Vittorio Bertazzoni is proud that his company Smeg is thought of as Danish by many people. It is, for him, a badge of honour that his products could be confused/associated with the Scandinavian obsession with form and function.
But Smeg is, in fact 100 per cent Italian. Its name an acronym for Smalterie Metallurgiche Emilliana Guastala (the last two names of the town and county where the company was founded by his grand father, also Vittorio). Everything is designed and made in Italy – that other great behemoth of product design alongside the Danes. Indeed, in the battle for design supremacy it is hard to say who wins – for the Danes form and function are a marriage of equals. For the Italians design is key, but a little bit of flamboyance never hurt anybody.
And a touch of that flamboyance is why I was meeting Vittorio in Milan during the annual furniture fair. A rare granter of interviews, he had just released his second collaboration with Dolce e Gabbana at a party at their headquarters. Even D and G themselves were there although it’s a bit like Ant & Dec – I’m not sure anyone actually knows which is which. And I only saw one of them too. But I was with clever people from Hello! and Vogue so all I had to do was nod when they pointed.
It was a terribly glamorous do. There were assistants to hold your phone and film you making pasta using their Dolce e Gabbana pasta machines. I trucked up asking to have a go and was immediately whisked backstage for a going over by a professional make up artist. I still can’t decide if I’m flattered or insulted by that. No-one else in our party (most of them half my age) received the same treatment. You can see the video below.
The following day I went to meet Vittorio at the grand opening of the new Milan store. He took me to an office where the first thing I saw was a Union Jack fan fridge. This feels faintly shocking in the current febrile EU climate. Although it has just been announced that Smeg is about to open its largest flagship store in the world in London in September.
I had been intending to go in with the fluff. The fashion story of the fridge and the party. To warm up this reluctant interviewee. But there was the Union Jack glaring at me from the corner of the room.
“So you’re coming to London then? But what about Brexit? And this flag?” I blurt out. It turns out – I learn later in a taxi to the airport – that the Union Jack fridge sells best in Germany. I’ll just leave that there. In the meantime, Vittorio is charming and polite. For him the Union Jack is more personal – it was the first flag fridge he designed. Even Italy came later. He studied in Oxford and loves the design. That is all.
He guides me gently away from my Brexit anguish and back to his new store at 14 Regent Street, which has the biggest single pane glass windows in Europe. The new store will be spread over three floors with a coffee bar – a demonstration area and organic Parmesan from the family’s farm in Guastala. In a few months time you will be able to pop in for a new fridge and a slab of cheese at the same time. Or you can just go in for the cheese, they won’t assume you are there to buy appliances.
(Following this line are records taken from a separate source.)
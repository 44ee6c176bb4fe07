//! Solve and resume preparation for one active-learning cycle

use std::path::Path;

use checkpoint::{RestartLedger, ResumePlan, SolverInvocation, LIVE_CHECKPOINT};
use cycle_accumulator::{verify_aligned, Accumulation, CycleAccumulator, CycleLayout};
use fit_core::{Cycle, Error, FileKind, FileSet, PipelineConfig, Result};
use matrix_split::{clear_partitions, MatrixSplitter, SplitReport};
use row_store::RowFile;
use tokio::fs;
use tracing::{debug, info, instrument};
use weighting::WeightEngine;

use crate::collaborators::ContributionEvaluator;

/// Solver outputs whose presence marks a finished solve
pub const SOLUTION_FILES: [&str; 2] = ["Ax.txt", "x.txt"];

/// Kinds an external evaluator produces; weights are derived afterwards
pub const EVALUATED_KINDS: [FileKind; 4] = [
    FileKind::AMatrix,
    FileKind::BVector,
    FileKind::LabeledB,
    FileKind::Natoms,
];

/// Outcome of preparing a cycle's solve
#[derive(Debug, Clone, PartialEq)]
pub struct SolvePlan {
    pub cycle: Cycle,
    pub accumulation: Accumulation,

    /// Present when the combined matrix was partitioned
    pub split: Option<SplitReport>,
    pub invocation: SolverInvocation,
}

/// Orchestrates weighting, accumulation, splitting and checkpoints
#[derive(Debug, Clone)]
pub struct FitPipeline {
    config: PipelineConfig,
    layout: CycleLayout,
    weights: WeightEngine,
    accumulator: CycleAccumulator,
}

impl FitPipeline {
    /// Validate `config` and resolve every weighting request
    pub fn new(config: PipelineConfig) -> Result<Self> {
        config.validate()?;
        let weights = WeightEngine::new(&config.weighting)?;
        let accumulator = CycleAccumulator::new(config.solver.algorithm);
        let layout = CycleLayout::new(&config.cycle.root);
        Ok(Self {
            config,
            layout,
            weights,
            accumulator,
        })
    }

    pub fn config(&self) -> &PipelineConfig {
        &self.config
    }

    pub fn layout(&self) -> &CycleLayout {
        &self.layout
    }

    /// Weight, accumulate and (for large distributed solves) split the
    /// cycle's data, then build the solver invocation.
    #[instrument(skip(self))]
    pub async fn prepare_solve(&self, cycle: Cycle) -> Result<SolvePlan> {
        let store = self.layout.store(cycle);
        let fresh = self.layout.fresh(cycle);
        let starts_lineage = self.config.cycle.starts_lineage(cycle);

        if starts_lineage && store.exists(FileKind::AMatrix.combined_name()).await {
            info!(cycle, "Combined set already adopted, skipping weights");
        } else {
            self.generate_weights(cycle, &fresh, starts_lineage).await?;
        }

        let previous = (!starts_lineage).then(|| self.layout.combined(cycle - 1));
        let accumulation = self
            .accumulator
            .accumulate(cycle, &fresh, previous.as_ref())
            .await?;

        let solver = &self.config.solver;
        let job = &self.config.job;
        let slots = job.slots();
        let mut invocation = SolverInvocation::new(solver, job, store.base_path());
        let mut split = None;

        if solver.algorithm.is_distributed() && accumulation.rows >= slots as u64 {
            clear_partitions(&store).await?;
            let combined = &accumulation.combined;
            let report = MatrixSplitter::new(store.clone())
                .split(
                    &RowFile::new(combined.path(FileKind::AMatrix)),
                    &RowFile::new(combined.path(FileKind::BVector)),
                    slots,
                )
                .await?;
            if report.partition_count() > slots {
                return Err(Error::Internal {
                    message: format!(
                        "split produced {} partitions for {} process slots",
                        report.partition_count(),
                        slots
                    ),
                });
            }
            invocation = invocation.with_partitions(report.partition_count());
            split = Some(report);
        } else {
            debug!(rows = accumulation.rows, slots, "Solving without split");
        }

        info!(
            cycle,
            rows = accumulation.rows,
            cores = invocation.cores,
            split = invocation.split,
            "Solve prepared"
        );
        Ok(SolvePlan {
            cycle,
            accumulation,
            split,
            invocation,
        })
    }

    async fn generate_weights(&self, cycle: Cycle, fresh: &FileSet, starts_lineage: bool) -> Result<()> {
        let out = fresh.path(FileKind::Weights);
        match (&self.config.weighting.alc0_weights, starts_lineage) {
            (Some(initial), true) => {
                fs::copy(initial, &out).await.map_err(|e| {
                    if e.kind() == std::io::ErrorKind::NotFound {
                        Error::PathNotFound {
                            path: initial.clone(),
                        }
                    } else {
                        Error::Io(e)
                    }
                })?;
                info!(cycle, source = %initial.display(), "Using user-supplied initial weights");
            }
            _ => {
                self.weights
                    .write_weights(
                        &RowFile::new(fresh.path(FileKind::LabeledB)),
                        &RowFile::new(fresh.path(FileKind::Natoms)),
                        &RowFile::new(out),
                        cycle,
                    )
                    .await?;
            }
        }
        Ok(())
    }

    /// Archive the live checkpoint of the cycle's solve and rebuild the
    /// invocation that continues it
    #[instrument(skip(self))]
    pub async fn prepare_resume(&self, cycle: Cycle) -> Result<ResumePlan> {
        RestartLedger::new(self.layout.store(cycle), &self.config.solver, &self.config.job)
            .prepare_resume()
            .await
    }

    /// The solver has written its live checkpoint
    pub async fn solve_started(&self, cycle: Cycle) -> bool {
        self.layout.store(cycle).exists(LIVE_CHECKPOINT).await
    }

    /// The solver has written its solution
    pub async fn solve_completed(&self, cycle: Cycle) -> bool {
        let store = self.layout.store(cycle);
        for name in SOLUTION_FILES {
            if !store.exists(name).await {
                return false;
            }
        }
        true
    }

    /// Evaluate a parameter set against a trajectory and install the result
    /// as the cycle's fresh inputs, returning the row count
    #[instrument(skip(self, evaluator, parameter_file, trajectory))]
    pub async fn ingest_contributions(
        &self,
        cycle: Cycle,
        evaluator: &dyn ContributionEvaluator,
        parameter_file: &Path,
        trajectory: &Path,
    ) -> Result<u64> {
        let produced = evaluator.evaluate(parameter_file, trajectory).await?;
        let rows = verify_aligned(&produced, &EVALUATED_KINDS).await?;

        let fresh = self.layout.fresh(cycle);
        if produced.path(FileKind::AMatrix) != fresh.path(FileKind::AMatrix) {
            fs::create_dir_all(fresh.dir()).await?;
            for kind in EVALUATED_KINDS {
                fs::copy(produced.path(kind), fresh.path(kind)).await?;
            }
        }
        info!(cycle, rows, "Contributions ingested");
        Ok(rows)
    }
}
//! Restart checkpoints for distributed solves
//!
//! Provides the ordered restart chain, run snapshots and reconstruction of
//! the solver invocation when an interrupted solve is resumed.

pub mod invocation;
pub mod ledger;

pub use invocation::SolverInvocation;
pub use ledger::{
    AttemptRecord, RestartChain, RestartLedger, ResumePlan, ATTEMPT_FILE, LIVE_CHECKPOINT,
};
And that is the key to the Smeg brand. It doesn’t see itself as being in competition with other appliance manufacturers. It regards itself as competing with other luxury brands. Hence; you have some money to spend – will you buy a Smeg fridge, a pair of Jimmy Choos or a Burberry coat? For Smeg, these are all choices on the same par.
Mind you, Dolce e Gabbana aside – their toaster will cost you £399 – buying something from the main Smeg range is probably cheaper than a pair of Jimmy Choos. Although in the U.K, Smeg is known mostly for the retro curves of the FAB fridges – so ubiquitous in the middle class kitchen at one point that they were gently lampooned by Aardman films who gave Wallace and Gromit a SMUG fridge in one outing – the company was all about cooking before it turned to refrigerating.
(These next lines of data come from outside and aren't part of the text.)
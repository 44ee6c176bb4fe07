//! Weight formulas
//!
//! Pure functions of a request, the cycle index, the row's scalar value and
//! its atom count.

use fit_core::{Cycle, Result, WeightMethod, WeightRequest};

/// Weight of one row under `request`.
///
/// Composite requests multiply the weights of their terms. Any malformed
/// request fails before a single term is evaluated.
pub fn compute_weight(request: &WeightRequest, cycle: Cycle, value: f64, natoms: u32) -> Result<f64> {
    let terms = request.terms()?;
    Ok(product(&terms, cycle, value, natoms))
}

/// Product of already-validated terms
pub(crate) fn product(terms: &[(WeightMethod, Vec<f64>)], cycle: Cycle, value: f64, natoms: u32) -> f64 {
    terms
        .iter()
        .map(|(method, params)| evaluate(*method, params, cycle, value, natoms))
        .product()
}

/// Evaluate a single method.
///
/// `params` must already hold `method.param_count()` values.
fn evaluate(method: WeightMethod, params: &[f64], cycle: Cycle, value: f64, natoms: u32) -> f64 {
    let p = params;
    match method {
        WeightMethod::A => p[0],
        WeightMethod::B => {
            // Cycle 0 counts as cycle 1
            let effective = cycle.max(1) as f64;
            p[0] * effective.powf(p[1])
        }
        WeightMethod::C => p[0] * (p[1] * value.abs() / p[2]).exp(),
        WeightMethod::D => p[0] * (p[1] * (value.abs() - p[2]) / p[3]).exp(),
        WeightMethod::E => {
            // The exponent lives in slot 1 of the legacy parameter layout even
            // though the method takes one parameter; a single-parameter request
            // supplies it in slot 0.
            let exponent = *p.get(1).unwrap_or(&p[0]);
            (natoms as f64).powf(exponent)
        }
    }
}
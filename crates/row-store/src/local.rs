//! Directory handle for pipeline working directories
//!
//! Every operation resolves names against an explicit base directory; no
//! component depends on the process working directory.

use std::path::{Path, PathBuf};

use fit_core::{Error, Result};
use tokio::fs;
use tokio::io::AsyncWriteExt;
use tracing::{debug, instrument};

use crate::row_file::temp_sibling;
use crate::RowFile;

/// Local filesystem directory holding pipeline files
///
/// Provides:
/// - Atomic writes (write to .tmp, then rename)
/// - Copy and rename by relative name
/// - Pattern listing of the directory's own files
#[derive(Debug, Clone, PartialEq, Eq)]
pub struct LocalStore {
    /// Base path for all operations
    base_path: PathBuf,
}

impl LocalStore {
    /// Create a new LocalStore rooted at `base_path`
    pub fn new<P: AsRef<Path>>(base_path: P) -> Self {
        Self {
            base_path: base_path.as_ref().to_path_buf(),
        }
    }

    /// Get the base path
    pub fn base_path(&self) -> &Path {
        &self.base_path
    }

    /// Resolve a relative name to a full path
    pub fn resolve(&self, name: &str) -> PathBuf {
        self.base_path.join(name)
    }

    /// Row file handle for a relative name
    pub fn row_file(&self, name: &str) -> RowFile {
        RowFile::new(self.resolve(name))
    }

    /// Store rooted at a subdirectory
    pub fn child(&self, name: &str) -> LocalStore {
        LocalStore::new(self.resolve(name))
    }

    pub async fn exists(&self, name: &str) -> bool {
        fs::metadata(self.resolve(name)).await.is_ok()
    }

    /// Create the base directory (and parents)
    pub async fn ensure(&self) -> Result<()> {
        fs::create_dir_all(&self.base_path).await?;
        Ok(())
    }

    /// Create a subdirectory (and parents)
    pub async fn create_dir_all(&self, name: &str) -> Result<PathBuf> {
        let path = self.resolve(name);
        fs::create_dir_all(&path).await?;
        Ok(path)
    }

    /// Copy `from` to `to`, both relative, returning bytes copied
    #[instrument(skip(self), fields(dir = %self.base_path.display()))]
    pub async fn copy(&self, from: &str, to: &str) -> Result<u64> {
        let source = self.resolve(from);
        let bytes = fs::copy(&source, self.resolve(to)).await.map_err(|e| {
            if e.kind() == std::io::ErrorKind::NotFound {
                Error::PathNotFound { path: source }
            } else {
                Error::Io(e)
            }
        })?;
        debug!(bytes, "Copied file");
        Ok(bytes)
    }

    /// Rename `from` to `to`, both relative
    #[instrument(skip(self), fields(dir = %self.base_path.display()))]
    pub async fn rename(&self, from: &str, to: &str) -> Result<()> {
        let source = self.resolve(from);
        fs::rename(&source, self.resolve(to)).await.map_err(|e| {
            if e.kind() == std::io::ErrorKind::NotFound {
                Error::PathNotFound { path: source }
            } else {
                Error::Io(e)
            }
        })
    }

    /// Write `data` to `name` atomically, returning bytes written
    #[instrument(skip(self, data), fields(dir = %self.base_path.display(), size = data.len()))]
    pub async fn write(&self, name: &str, data: &[u8]) -> Result<u64> {
        let full_path = self.resolve(name);
        let temp_path = temp_sibling(&full_path);

        if let Some(parent) = full_path.parent() {
            fs::create_dir_all(parent).await?;
        }

        let mut file = fs::File::create(&temp_path).await?;
        file.write_all(data).await?;
        file.sync_all().await?;
        drop(file);

        fs::rename(&temp_path, &full_path).await?;
        Ok(data.len() as u64)
    }

    pub async fn read_to_string(&self, name: &str) -> Result<String> {
        let path = self.resolve(name);
        fs::read_to_string(&path).await.map_err(|e| {
            if e.kind() == std::io::ErrorKind::NotFound {
                Error::PathNotFound { path }
            } else {
                Error::Io(e)
            }
        })
    }

    /// Sorted names of regular files directly in this directory that look like
    /// `<prefix><something><suffix>` with a non-empty middle
    #[instrument(skip(self), fields(dir = %self.base_path.display()))]
    pub async fn list_matching(&self, prefix: &str, suffix: &str) -> Result<Vec<String>> {
        let mut results = Vec::new();
        let mut entries = match fs::read_dir(&self.base_path).await {
            Ok(entries) => entries,
            Err(e) if e.kind() == std::io::ErrorKind::NotFound => return Ok(results),
            Err(e) => return Err(Error::Io(e)),
        };

        while let Some(entry) = entries.next_entry().await? {
            if !entry.file_type().await?.is_file() {
                continue;
            }
            let name = entry.file_name().to_string_lossy().to_string();
            if name.len() > prefix.len() + suffix.len()
                && name.starts_with(prefix)
                && name.ends_with(suffix)
            {
                results.push(name);
            }
        }

        results.sort();
        debug!(count = results.len(), "Found files");
        Ok(results)
    }

    /// Delete every file `list_matching` would return, returning how many
    pub async fn remove_matching(&self, prefix: &str, suffix: &str) -> Result<usize> {
        let names = self.list_matching(prefix, suffix).await?;
        for name in &names {
            fs::remove_file(self.resolve(name)).await?;
        }
        if !names.is_empty() {
            debug!(count = names.len(), prefix, suffix, "Removed files");
        }
        Ok(names.len())
    }
}
//! Error types for the regression-data pipeline

use std::path::PathBuf;
use thiserror::Error;

/// Result type alias using the pipeline Error
pub type Result<T> = std::result::Result<T, Error>;

/// Broad classification of pipeline failures
#[derive(Debug, Clone, Copy, PartialEq, Eq)]
pub enum ErrorKind {
    /// Bad or missing configuration (weighting parameters, unknown methods)
    Config,

    /// Row-count or partition-count disagreement between aligned files
    Consistency,

    /// Empty or malformed restart chain
    State,

    /// Broken internal arithmetic; never user-correctable
    Internal,

    /// Underlying file-system failure
    Io,
}

/// Core error type for the regression-data pipeline
#[derive(Error, Debug)]
pub enum Error {
    // Configuration errors
    #[error("Invalid configuration: {message}")]
    InvalidConfig { message: String },

    #[error("Unknown weighting method: {method:?}")]
    UnknownWeightMethod { method: String },

    #[error("Weighting method {method} expects {expected} parameter(s), got {actual}: {params:?}")]
    WeightParamCount {
        method: String,
        expected: usize,
        actual: usize,
        params: Vec<f64>,
    },

    #[error("Number of weighting methods ({methods}) does not match number of parameter sets ({param_sets})")]
    WeightSetMismatch { methods: usize, param_sets: usize },

    // Consistency errors
    #[error("Row count mismatch: {} has {actual} rows, expected {expected}", path.display())]
    RowCountMismatch {
        path: PathBuf,
        expected: u64,
        actual: u64,
    },

    #[error("Malformed row in {} at line {line}: {reason}", path.display())]
    MalformedRow {
        path: PathBuf,
        line: u64,
        reason: String,
    },

    #[error("Nothing to process: {} is empty", path.display())]
    EmptyInput { path: PathBuf },

    #[error("Mismatched partition files in {}: {partitions} A.XXXX.txt vs {manifests} dim.XXXX.txt", dir.display())]
    PartitionManifestMismatch {
        dir: PathBuf,
        partitions: usize,
        manifests: usize,
    },

    #[error("Found {partitions} partition files in {} but only {slots} process slots", dir.display())]
    PartitionsExceedSlots {
        dir: PathBuf,
        partitions: usize,
        slots: usize,
    },

    // Restart chain errors
    #[error("No restart checkpoints found in {}", dir.display())]
    EmptyRestartChain { dir: PathBuf },

    #[error("Last restart checkpoint in {} is {last:?}, expected the live restart.txt", dir.display())]
    LiveCheckpointMissing { dir: PathBuf, last: String },

    #[error("Unrecognized restart checkpoint name in {}: {name:?}", dir.display())]
    MalformedCheckpointName { dir: PathBuf, name: String },

    #[error("No combined data for cycle {cycle} at {}", dir.display())]
    MissingPreviousCycle { cycle: u32, dir: PathBuf },

    // Internal errors
    #[error("Internal error: {message}")]
    Internal { message: String },

    // I/O errors
    #[error("I/O error: {0}")]
    Io(#[from] std::io::Error),

    #[error("File not found: {}", path.display())]
    PathNotFound { path: PathBuf },

    // Serialization errors
    #[error("Serialization error: {0}")]
    Serialization(String),
}

impl Error {
    /// Classify this error
    pub fn kind(&self) -> ErrorKind {
        match self {
            Error::InvalidConfig { .. }
            | Error::UnknownWeightMethod { .. }
            | Error::WeightParamCount { .. }
            | Error::WeightSetMismatch { .. }
            | Error::Serialization(_) => ErrorKind::Config,

            Error::RowCountMismatch { .. }
            | Error::MalformedRow { .. }
            | Error::EmptyInput { .. }
            | Error::PartitionManifestMismatch { .. }
            | Error::PartitionsExceedSlots { .. } => ErrorKind::Consistency,

            Error::EmptyRestartChain { .. }
            | Error::LiveCheckpointMissing { .. }
            | Error::MalformedCheckpointName { .. }
            | Error::MissingPreviousCycle { .. } => ErrorKind::State,

            Error::Internal { .. } => ErrorKind::Internal,

            Error::Io(_) | Error::PathNotFound { .. } => ErrorKind::Io,
        }
    }

    /// Returns true if this error indicates corrupted inputs, configuration or ledger state
    pub fn is_fatal(&self) -> bool {
        !matches!(self.kind(), ErrorKind::Io)
    }

    /// Build a consistency error for a malformed line
    pub fn malformed(path: impl Into<PathBuf>, line: u64, reason: impl Into<String>) -> Self {
        Error::MalformedRow {
            path: path.into(),
            line,
            reason: reason.into(),
        }
    }
}

impl From<serde_json::Error> for Error {
    fn from(e: serde_json::Error) -> Self {
        Error::Serialization(e.to_string())
    }
}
Like so many of the Danish companies, Smeg regularly works with architects on its products so you can visit a Renzo Piano building (The Pompidou in Paris, The Shard in London or the Whitney Museum of American art in NYC) or buy one of his Smeg ovens and hobs which are pretty sleek.
It’s the opposite of the collaboration with D & G, whose voluptuous Italian models are such a perfect match for the rounded curves of the fab series. This is loud and colourful and celebratory. It’s the second time the two have collaborated. Last year it was fridges, this time it’s small appliances – toasters, coffee makers and juicers. All have been handpainted with Sicilian motifs (one, I forget which – either Ant or is it Dec – sorry I mean – Dolce is from Sicily) including lemons and flowers and leaf patterns.
“We are all friends,” says Vittorio. ” I have known them a long and we are both traditional Italian companies. We both design and manufacture in Italy and it felt like a natural partnership. We have a lot in common and we share a pop soul.”
He won’t be drawn on other collaborations but said there was “more to come from this partnership”. And with that I must go for I, literally, have a plane to catch. I leave Vittorio wandering round his newly opened Milan store and make a note in my diary to shop for Parmesan in London in September.
Smeg are keen to point out that they are the only company that makes everything for the kitchen from large to small appliances. You can see the full UK range at Smeg UK. I really, really want the D&G toaster. Definitely more than a pair of Jimmy Choos. Might be a tough call with a Prada handbag though.